### Problem description
Between the line containing "pub fn run_f32(graph: &Graph, feeds: &[Value])" and the line containing "Value::Int(v) => vec![*v" lies a run of lines; give that run again exactly, with both of those lines, and nothing else from the entries below.

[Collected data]
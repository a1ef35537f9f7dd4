#![allow(dead_code)]

use std::collections::BTreeMap;

use traced_rs::eval::execute;
use traced_rs::graph::{
    DType, ExprId, FunctionRef, Graph, GraphError, HostTensor, ModuleKey, ModuleState, NodeId,
    NodeKind, Operand, Shape, Target, TensorMeta, Value,
};
use traced_rs_eval_ref::RefEvaluator;

pub fn f32_kind(dims: &[usize]) -> NodeKind {
    NodeKind::Tensor(TensorMeta::new(DType::F32, Shape::from_static(dims)))
}

pub fn f32_value(dims: &[usize], values: &[f32]) -> Value {
    Value::Tensor(HostTensor::from_f32(dims, values.to_vec()))
}

pub fn node(id: NodeId) -> Operand {
    Operand::Node(id)
}

pub fn int(value: i64) -> Operand {
    Operand::Value(Value::Int(value))
}

/// Appends `target(args)` with a single named output.
pub fn push(
    graph: &mut Graph,
    target: Target,
    args: Vec<Operand>,
    name: &str,
    kind: NodeKind,
) -> Result<NodeId, GraphError> {
    push_kw(graph, target, args, BTreeMap::new(), name, kind)
}

pub fn push_kw(
    graph: &mut Graph,
    target: Target,
    args: Vec<Operand>,
    kwargs: BTreeMap<String, Operand>,
    name: &str,
    kind: NodeKind,
) -> Result<NodeId, GraphError> {
    graph.insert_exprs(None, |b| {
        let expr = b.push(target, args, kwargs, vec![(name.to_string(), kind)])?;
        Ok(b.graph().expr(expr)?.outputs[0])
    })
}

pub fn call(
    graph: &mut Graph,
    func: FunctionRef,
    args: Vec<Operand>,
    name: &str,
) -> Result<NodeId, GraphError> {
    push(graph, Target::CallFunction(func), args, name, f32_kind(&[2]))
}

pub fn call_method(
    graph: &mut Graph,
    method: &str,
    args: Vec<Operand>,
    name: &str,
) -> Result<NodeId, GraphError> {
    push(
        graph,
        Target::CallMethod(method.to_string()),
        args,
        name,
        f32_kind(&[2]),
    )
}

pub fn producer(graph: &Graph, node: NodeId) -> ExprId {
    graph.producer(node).expect("node has a producer")
}

pub fn frozen_module(attrs: &[(&str, Value)]) -> ModuleState {
    attrs.iter().fold(
        ModuleState::new(ModuleKey::new("module.frozen", "Frozen")),
        |state, (name, value)| state.with_attr(*name, value.clone()),
    )
}

/// `c = a + 1` where `a` is read from a frozen module holding 3.
pub fn attr_add_graph() -> Result<(Graph, NodeId), GraphError> {
    let mut graph = Graph::new("attr_add");
    let module = graph.add_module_input(
        "self",
        frozen_module(&[("a", Value::Tensor(HostTensor::scalar_f32(3.0)))]),
    );
    let a = push(
        &mut graph,
        Target::GetAttr("a".to_string()),
        vec![node(module)],
        "a",
        f32_kind(&[]),
    )?;
    let c = push(
        &mut graph,
        Target::CallFunction(traced_rs::ops::functional::add()),
        vec![node(a), int(1)],
        "c",
        f32_kind(&[]),
    )?;
    graph.set_outputs(vec![c])?;
    Ok((graph, c))
}

/// Runs `graph` on the reference evaluator and flattens the outputs to f32.
pub fn run_f32(graph: &Graph, feeds: &[Value]) -> Vec<Vec<f32>> {
    execute(graph, &RefEvaluator, feeds)
        .expect("graph executes")
        .iter()
        .map(|value| match value {
            Value::Tensor(tensor) => tensor.to_f32_vec(),
            Value::Int(v) => vec![*v as f32],
            Value::Float(v) => vec![*v as f32],
            other => panic!("non-numeric output {other}"),
        })
        .collect()
}

pub fn assert_close(actual: &[Vec<f32>], expected: &[Vec<f32>]) {
    assert_eq!(actual.len(), expected.len(), "output count");
    for (a, e) in actual.iter().zip(expected) {
        assert_eq!(a.len(), e.len(), "element count");
        for (x, y) in a.iter().zip(e) {
            assert!((x - y).abs() <= 1e-5, "{actual:?} != {expected:?}");
        }
    }
}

### Solution to this exercise
pub fn run_f32(graph: &Graph, feeds: &[Value]) -> Vec<Vec<f32>> {
    execute(graph, &RefEvaluator, feeds)
        .expect("graph executes")
        .iter()
        .map(|value| match value {
            Value::Tensor(tensor) => tensor.to_f32_vec(),
            Value::Int(v) => vec![*v as f32],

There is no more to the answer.